Your task: Scan the entries below and extract each line with the word "true" in it.

Records:
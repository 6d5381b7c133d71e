//! `data:` URIs, the portable way to inline images and files.

/// The pieces of a base64 `data:` URI.
#[derive(Debug, Clone, Copy, PartialEq, Eq)]
pub struct DataUri<'a> {
    pub media_type: &'a str,
    /// Base64 payload, not decoded.
    pub data: &'a str,
}

/// Split `data:<media type>;base64,<data>`. Other URIs give `None`.
pub fn parse(uri: &str) -> Option<DataUri<'_>> {
    let rest = uri.strip_prefix("data:")?;
    let (header, data) = rest.split_once(',')?;
    let media_type = header.strip_suffix(";base64")?;
    if media_type.is_empty() {
        return None;
    }
    Some(DataUri { media_type, data })
}

pub fn format(media_type: &str, data: &str) -> String {
    format!("data:{};base64,{}", media_type, data)
}

#[cfg(test)]
mod tests {
    use super::*;

    #[test]
    fn test_parse_base64_uri() {
        let uri = parse("data:image/png;base64,iVBORw0KGgo=").expect("data uri");
        assert_eq!(uri.media_type, "image/png");
        assert_eq!(uri.data, "iVBORw0KGgo=");
        assert_eq!(format(uri.media_type, uri.data), "data:image/png;base64,iVBORw0KGgo=");
    }

    #[test]
    fn test_non_base64_and_urls_are_rejected() {
        assert_eq!(parse("https://example.com/a.png"), None);
        assert_eq!(parse("data:text/plain,hello"), None);
        assert_eq!(parse("data:;base64,abc"), None);
    }
}
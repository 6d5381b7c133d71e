//! Quill Events - Chain Event Stream
//!
//! Wraps a [`Chain`](quill_engine::Chain) so every call produces an ordered
//! list of events, ready to forward to a client as server-sent events.
//!
//! ```text
//! host ──step/resume──▶ EventEmitter ──▶ Chain
//!                            │
//!                            ▼
//!   id:1 step  →  id:2 step-complete  →  id:3 step  →  …  →  complete | error
//! ```
//!
//! Frame ids start at 1 and grow by one per frame. Exactly one terminal
//! event (`complete` or `error`) closes the stream.

mod emitter;
mod event;

pub use emitter::{EmitterError, EmitterResult, EventEmitter};
pub use event::{ChainEvent, EventFrame};
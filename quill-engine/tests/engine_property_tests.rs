//! Property-Based Tests for the Engine
//!
//! Properties:
//! - Evaluation is deterministic for an unmutated scope
//! - Names first assigned inside a loop body never outlive the body
//! - Compilation substitutes parameters verbatim and reports every missing one
//! - Two chains fed the same responses emit identical steps

use proptest::prelude::*;
use quill_dsl::parse_expression;
use quill_engine::{compile, evaluate, render, CompileError, Parameters, Scope};
use quill_test_utils::fixtures::{self, chain, document};
use quill_test_utils::generators::{arb_number, arb_plain_text, arb_value};
use quill_test_utils::{Message, ScriptedModel, Value};
use serde_json::json;

// ============================================================================
// ARBITRATORS
// ============================================================================

const OPERATORS: &[&str] = &[
    "+", "-", "*", "/", "%", "**", "==", "!=", "===", "!==", "<", "<=", ">", ">=", "&&", "||",
    "??", "&", "|", "^", "<<", ">>", ">>>",
];

fn arb_leaf_source() -> impl Strategy<Value = String> {
    prop_oneof![
        (0u32..100).prop_map(|n| n.to_string()),
        "[a-z ]{0,4}".prop_map(|s| format!("'{}'", s)),
        Just("null".to_string()),
        Just("undefined".to_string()),
        Just("true".to_string()),
        prop::sample::select(vec!["a", "b", "c"]).prop_map(str::to_string),
    ]
}

/// Side-effect free expression sources over the parameters `a`, `b`, `c`.
fn arb_expression_source() -> impl Strategy<Value = String> {
    arb_leaf_source().prop_recursive(4, 32, 3, |inner| {
        prop_oneof![
            (inner.clone(), prop::sample::select(OPERATORS), inner.clone())
                .prop_map(|(l, op, r)| format!("({} {} {})", l, op, r)),
            inner.clone().prop_map(|e| format!("!{}", e)),
            inner.clone().prop_map(|e| format!("typeof {}", e)),
            (inner.clone(), inner.clone(), inner.clone())
                .prop_map(|(t, c, a)| format!("({} ? {} : {})", t, c, a)),
            (inner.clone(), inner.clone()).prop_map(|(x, y)| format!("[{}, {}]", x, y)),
            inner.clone().prop_map(|e| format!("{{ k: {} }}?.k", e)),
            inner.clone().prop_map(|e| format!("String({})", e)),
            inner.prop_map(|e| format!("{}?.length", e)),
        ]
    })
}

fn arb_abc() -> impl Strategy<Value = Parameters> {
    (arb_value(), arb_value(), arb_value()).prop_map(|(a, b, c)| {
        [("a", a), ("b", b), ("c", c)]
            .into_iter()
            .map(|(k, v)| (k.to_string(), v))
            .collect()
    })
}

// ============================================================================
// PROPERTIES
// ============================================================================

proptest! {
    #[test]
    fn prop_evaluation_is_deterministic(
        source in arb_expression_source(),
        parameters in arb_abc(),
    ) {
        let expression = parse_expression(&source).expect("generated source parses");
        let mut first_scope = Scope::with_parameters(parameters.clone());
        let mut second_scope = Scope::with_parameters(parameters);
        let first = evaluate(&expression, &mut first_scope);
        let second = evaluate(&expression, &mut second_scope);
        prop_assert_eq!(first, second);
    }

    #[test]
    fn prop_loop_assignments_stay_in_the_body(
        numbers in prop::collection::vec(arb_number(), 0..8),
    ) {
        let source = "{{ sum = 0 }}{{#each xs as x}}{{ last = x }}{{ sum += x }}{{/each}}\
                      {{ typeof last }}|{{ sum }}";
        let compilation = render(source, json!({ "xs": numbers })).expect("compiles");
        let expected_sum = numbers.iter().fold(0.0, |acc, n| acc + n);
        let text = compilation.messages[0].text();
        prop_assert_eq!(
            text,
            format!("undefined|{}", Value::Number(expected_sum).to_display_string())
        );
    }

    #[test]
    fn prop_parameters_render_verbatim(name in arb_plain_text()) {
        let compilation = render(fixtures::HELLO_WORLD, json!({ "name": name.clone() }))
            .expect("compiles");
        prop_assert_eq!(
            compilation.messages,
            vec![Message::system(format!("Hello {}!", name).trim())]
        );
    }

    #[test]
    fn prop_missing_parameters_are_all_reported(
        provide_premium in any::<bool>(),
        provide_question in any::<bool>(),
    ) {
        let mut parameters = Parameters::new();
        let mut missing = Vec::new();
        if provide_premium {
            parameters.insert("premium".to_string(), Value::Bool(true));
        } else {
            missing.push("premium".to_string());
        }
        if provide_question {
            parameters.insert("question".to_string(), Value::string("?"));
        } else {
            missing.push("question".to_string());
        }

        let result = compile(&document(fixtures::PREMIUM_CONDITIONAL), &parameters);
        if missing.is_empty() {
            prop_assert!(result.is_ok());
        } else {
            prop_assert_eq!(result, Err(CompileError::MissingParameters { names: missing }));
        }
    }

    #[test]
    fn prop_chain_replay_is_deterministic(
        subject in arb_plain_text(),
        first in arb_plain_text(),
        second in arb_plain_text(),
    ) {
        let run = || {
            let mut chain = chain(fixtures::TWO_STEP_CHAIN, json!({ "subject": subject.clone() }));
            ScriptedModel::replying(&[first.as_str(), second.as_str()])
                .run(&mut chain)
                .expect("completes")
        };
        let a = run();
        let b = run();
        prop_assert_eq!(&a, &b);
        prop_assert_eq!(a.steps.len(), 2);
        let bound = a.steps[1].conversation.last().map(Message::text);
        prop_assert_eq!(bound, Some(format!("Write a haiku about {}.", first)));
    }
}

Result:
        Just("true".to_string()),
            parameters.insert("premium".to_string(), Value::Bool(true));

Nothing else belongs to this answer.